Ahora, en cambio, el proceso y posterior condena civil de Funes, quien según un tribunal se enriqueció ilícitamente durante su quinquenio 2009-2014, debería encender más las alarmas sociales acostumbradas a depositar la confianza a ciegas del timón de un país, en las manos de un solo hombre que como Funes prometió mucho, pero que no pudo ser el cambio que garantizó.
La condena también debería poner las barbas en remojo de una izquierda salvadoreña empecinada en demostrar los cambios que no terminan de llegar y atrincherada en el “Buen Vivir” y en la intolerancia a la crítica.
No es buen vivir ser condenado por enriquecimiento ilícito mientras la gente de a pie busca mantener la dignidad frente a la escasez de oportunidades laborales sin morir en el intento. Tampoco es buen vivir que el primer presidente de izquierda del país resulte haber sido parte de un mal que su mismo partido achacó a la derecha.

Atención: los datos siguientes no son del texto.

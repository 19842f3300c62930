//! Folding a measurement window of raw samples into one representative value.
//!
//! A window spans a fixed number of sampling ticks. Every tick counts toward
//! the window, but only valid samples are reduced. A window that closes with
//! no valid samples fails with [`WindowError::InsufficientData`] instead of
//! producing a value.

use std::collections::HashMap;

use serde::{Deserialize, Serialize};

use crate::error::{Result, WindowError};
use crate::sensor::RawSample;

/// Decimal places readings are bucketed to when counting occurrences.
const MODE_PRECISION: f64 = 1000.0;

/// Reduction applied to the valid samples of a window.
#[derive(Debug, Clone, Copy, PartialEq, Eq, Default, Serialize, Deserialize)]
#[serde(rename_all = "snake_case")]
pub enum Reducer {
    /// Arithmetic mean.
    #[default]
    Mean,
    /// Median; the mean of the middle pair for even counts.
    Median,
    /// Most frequent reading after rounding to three decimal places.
    /// Ties go to the reading seen first.
    Mode,
}

impl Reducer {
    /// Reduces a slice of values. Returns `None` for an empty slice.
    ///
    /// # Examples
    ///
    /// ```rust
    /// use tidemark::window::Reducer;
    ///
    /// let values = [12.0, 12.5, 11.5, 30.0];
    /// assert_eq!(Reducer::Median.reduce(&values), Some(12.25));
    /// assert_eq!(Reducer::Mean.reduce(&[]), None);
    /// ```
    #[allow(clippy::cast_precision_loss)] // window sizes are far below 2^52
    pub fn reduce(self, values: &[f64]) -> Option<f64> {
        if values.is_empty() {
            return None;
        }

        match self {
            Self::Mean => Some(values.iter().sum::<f64>() / values.len() as f64),
            Self::Median => {
                let mut sorted = values.to_vec();
                sorted.sort_by(f64::total_cmp);
                let mid = sorted.len() / 2;
                if sorted.len() % 2 == 0 {
                    Some((sorted[mid - 1] + sorted[mid]) / 2.0)
                } else {
                    Some(sorted[mid])
                }
            }
            Self::Mode => survey(values, 0).map(|s| s.mode),
        }
    }
}

/// Occurrence counts of rounded readings, as used for calibration.
#[derive(Debug, Clone, PartialEq)]
pub struct Survey {
    /// The most frequent reading.
    pub mode: f64,
    /// Up to `top_n` `(reading, occurrences)` pairs, most frequent first.
    pub top: Vec<(f64, usize)>,
    /// Number of readings surveyed.
    pub total: usize,
}

/// Counts occurrences of each reading rounded to three decimal places.
///
/// Returns `None` if `values` is empty. Readings with equal counts keep the
/// order in which they were first seen.
pub fn survey(values: &[f64], top_n: usize) -> Option<Survey> {
    // (rounded key, occurrences) in first-seen order
    let mut counts: Vec<(i64, usize)> = Vec::new();
    let mut index: HashMap<i64, usize> = HashMap::new();

    for value in values {
        #[allow(clippy::cast_possible_truncation)] // sensor readings are small
        let key = (value * MODE_PRECISION).round() as i64;
        match index.get(&key) {
            Some(&i) => counts[i].1 += 1,
            None => {
                index.insert(key, counts.len());
                counts.push((key, 1));
            }
        }
    }

    let mut ranked = counts;
    // stable sort keeps first-seen order among ties
    ranked.sort_by(|a, b| b.1.cmp(&a.1));

    #[allow(clippy::cast_precision_loss)]
    let to_value = |key: i64| key as f64 / MODE_PRECISION;

    let &(mode_key, _) = ranked.first()?;
    Some(Survey {
        mode: to_value(mode_key),
        top: ranked
            .iter()
            .take(top_n)
            .map(|&(key, n)| (to_value(key), n))
            .collect(),
        total: values.len(),
    })
}

/// Accumulates one window of samples and reduces it when full.
#[derive(Debug, Clone)]
pub struct WindowAggregator {
    /// Ticks per window.
    size: usize,
    /// Ticks observed in the current window.
    ticks: usize,
    /// Valid samples in the current window.
    values: Vec<f64>,
    reducer: Reducer,
}

impl WindowAggregator {
    /// Creates an aggregator for windows of `size` ticks.
    ///
    /// A `size` of zero is treated as one.
    pub fn new(size: usize, reducer: Reducer) -> Self {
        let size = size.max(1);
        Self {
            size,
            ticks: 0,
            values: Vec::with_capacity(size),
            reducer,
        }
    }

    /// Adds one tick's sample.
    ///
    /// Returns `None` while the window is filling. On the tick that completes
    /// the window, returns the reduced value, or
    /// [`WindowError::InsufficientData`] if no sample was valid. The window
    /// is reset in both cases.
    ///
    /// # Errors
    ///
    /// The returned `Result` is an error when the completed window held no
    /// valid samples.
    pub fn push(&mut self, sample: RawSample) -> Option<Result<f64>> {
        self.ticks += 1;
        if sample.valid {
            self.values.push(sample.value);
        }

        if self.ticks < self.size {
            return None;
        }

        let ticks = self.ticks;
        let reduced = self.reducer.reduce(&self.values);
        self.reset();

        Some(reduced.ok_or_else(|| WindowError::InsufficientData { ticks }.into()))
    }

    /// Discards the current partial window.
    pub fn reset(&mut self) {
        self.ticks = 0;
        self.values.clear();
    }

    /// Ticks per window.
    pub fn size(&self) -> usize {
        self.size
    }

    /// Ticks observed in the current window.
    pub fn ticks(&self) -> usize {
        self.ticks
    }

    /// Valid samples in the current window.
    pub fn valid_count(&self) -> usize {
        self.values.len()
    }

    /// The configured reducer.
    pub fn reducer(&self) -> Reducer {
        self.reducer
    }
}

#[cfg(test)]
mod tests {
    use super::*;
    use crate::error::TidemarkError;

    fn valid(v: f64) -> RawSample {
        RawSample::from_reading(Some(v))
    }

    #[test]
    fn test_mean_of_valid_samples_only() {
        let mut window = WindowAggregator::new(4, Reducer::Mean);

        assert!(window.push(valid(10.0)).is_none());
        assert!(window.push(RawSample::from_reading(None)).is_none());
        assert!(window.push(RawSample::from_reading(Some(0.0))).is_none());
        assert_eq!(window.valid_count(), 1);

        let value = window.push(valid(14.0)).unwrap().unwrap();
        assert_eq!(value, 12.0);
        assert_eq!(window.ticks(), 0);
    }

    #[test]
    fn test_all_invalid_window_is_insufficient_data() {
        let mut window = WindowAggregator::new(3, Reducer::Mean);
        window.push(RawSample::from_reading(None));
        window.push(RawSample::from_reading(Some(-1.0)));

        let err = window.push(RawSample::from_reading(None)).unwrap().unwrap_err();
        assert!(matches!(
            err,
            TidemarkError::Window(WindowError::InsufficientData { ticks: 3 })
        ));

        // Window restarts cleanly after the failure
        assert_eq!(window.ticks(), 0);
        window.push(valid(5.0));
        window.push(valid(5.0));
        assert_eq!(window.push(valid(5.0)).unwrap().unwrap(), 5.0);
    }

    #[test]
    fn test_median_reducer() {
        assert_eq!(Reducer::Median.reduce(&[3.0, 1.0, 2.0]), Some(2.0));
        assert_eq!(Reducer::Median.reduce(&[4.0, 1.0, 3.0, 2.0]), Some(2.5));
        assert_eq!(Reducer::Median.reduce(&[]), None);
    }

    #[test]
    fn test_median_resists_spikes() {
        let values = [12.0, 12.0, 12.0, 0.5, 40.0];
        assert_eq!(Reducer::Median.reduce(&values), Some(12.0));
        assert!(Reducer::Mean.reduce(&values).unwrap() > 12.0);
    }

    #[test]
    fn test_mode_reducer() {
        let values = [12.0011, 12.0012, 11.998, 12.001, 11.998];
        // 12.001 occurs three times after rounding
        assert_eq!(Reducer::Mode.reduce(&values), Some(12.001));
    }

    #[test]
    fn test_survey_ranks_and_breaks_ties_by_first_seen() {
        let values = [4.0, 3.98, 3.98, 4.0, 4.02];
        let survey = survey(&values, 5).unwrap();

        assert_eq!(survey.mode, 4.0);
        assert_eq!(survey.total, 5);
        assert_eq!(survey.top, vec![(4.0, 2), (3.98, 2), (4.02, 1)]);

        let limited = super::survey(&values, 1).unwrap();
        assert_eq!(limited.top.len(), 1);

        assert!(super::survey(&[], 5).is_none());
    }

    #[test]
    fn test_zero_size_window_closes_every_tick() {
        let mut window = WindowAggregator::new(0, Reducer::Mean);
        assert_eq!(window.size(), 1);
        assert_eq!(window.push(valid(7.0)).unwrap().unwrap(), 7.0);
    }

    #[test]
    fn test_reset_discards_partial_window() {
        let mut window = WindowAggregator::new(2, Reducer::Mean);
        window.push(valid(100.0));
        window.reset();
        window.push(valid(1.0));
        assert_eq!(window.push(valid(3.0)).unwrap().unwrap(), 2.0);
    }
}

El FMLN debe poner los pies en la tierra y dejar que sea la población quien diga cómo se siente y no pretender decirle ellos cómo deben sentirse o pensar. Es poner los pies en la tierra de verdad, yendo a buscar a sus bases, a las organizaciones que los respaldan y a los que ya no, a los pobres, los hambrientos y sedientos de justicia, esos que monseñor Romero tanto defendía. Si el FMLN quiere seguir defendiendo su discurso del cambio debe pasar de los discursos a los hechos.
Funes pasó de ser la bandera del triunfo al retraimiento partidario. Hoy nadie lo menciona; el voto duro lo defiende y él atiborra su cuenta de Twitter con cientos de argumentos desde un cómodo sofá de su vivienda en Managua, Nicaragua, donde es asilado político desde 2016.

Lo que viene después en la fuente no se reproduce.